July 30, 2008; Togwotee Pass (Dubois) Wyoming Hi Everyone! I’ve spent nearly three months on the trail and have covered over 1,600 miles. The Wind River Range was awesome. My good friend Melanie and her little yellow dog, Jack, hiked with me for about six days which was great. The mountains were amazing with a completely different character than the San Juans, for example. The Cirque of Towers is perhaps the most impressive sight in the American Rockies, and Squaretop Mountain, to the north, may be my favorite peak. We had three big meals of trout which was real treat. Jack enjoyed the leftovers. The wildflowers seemed to improve each day. My camera had a software glitch towards the end, but imagine mountain meadows with thigh-high daises, along with blue, violet, purple, white, pink and red flowers in profusion all against a spectacular mountain backdrop.
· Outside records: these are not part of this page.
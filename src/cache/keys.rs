//! Cache key construction. Every key is a pure function of the data kind
//! and the parameters that affect the result, so identical requests collide
//! and distinct requests never do.

pub fn live_vehicles(route_id: &str) -> String {
    format!("live:{route_id}")
}

pub fn alerts() -> String {
    "alerts:all".to_string()
}

pub fn trip_updates(route_id: &str) -> String {
    format!("trip-updates:{route_id}")
}

pub fn route_list() -> String {
    "routes:all".to_string()
}

pub fn route_trips(route_id: &str) -> String {
    format!("routes:{route_id}:trips")
}

pub fn route_stops(route_id: &str) -> String {
    format!("routes:{route_id}:stops")
}

pub fn connectivity(from_stop: &str, to_stop: &str) -> String {
    format!("stop_connectivity:{from_stop}:{to_stop}")
}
One day I was hiking down the trail and saw a big black dog trotting down the trail towards me, followed by an equally large gray dog. When another big black dog appeared I knew it was wolves! When we made eye contact they bolted for the timber. It was very dramatic. Two hours later I saw a black bear that never saw me. A surprising lack of elk in the Wind Rivers, however. Well, not much time on the computer. Going to head back to the trail. The next stop is Yellowstone. Enjoy your summer!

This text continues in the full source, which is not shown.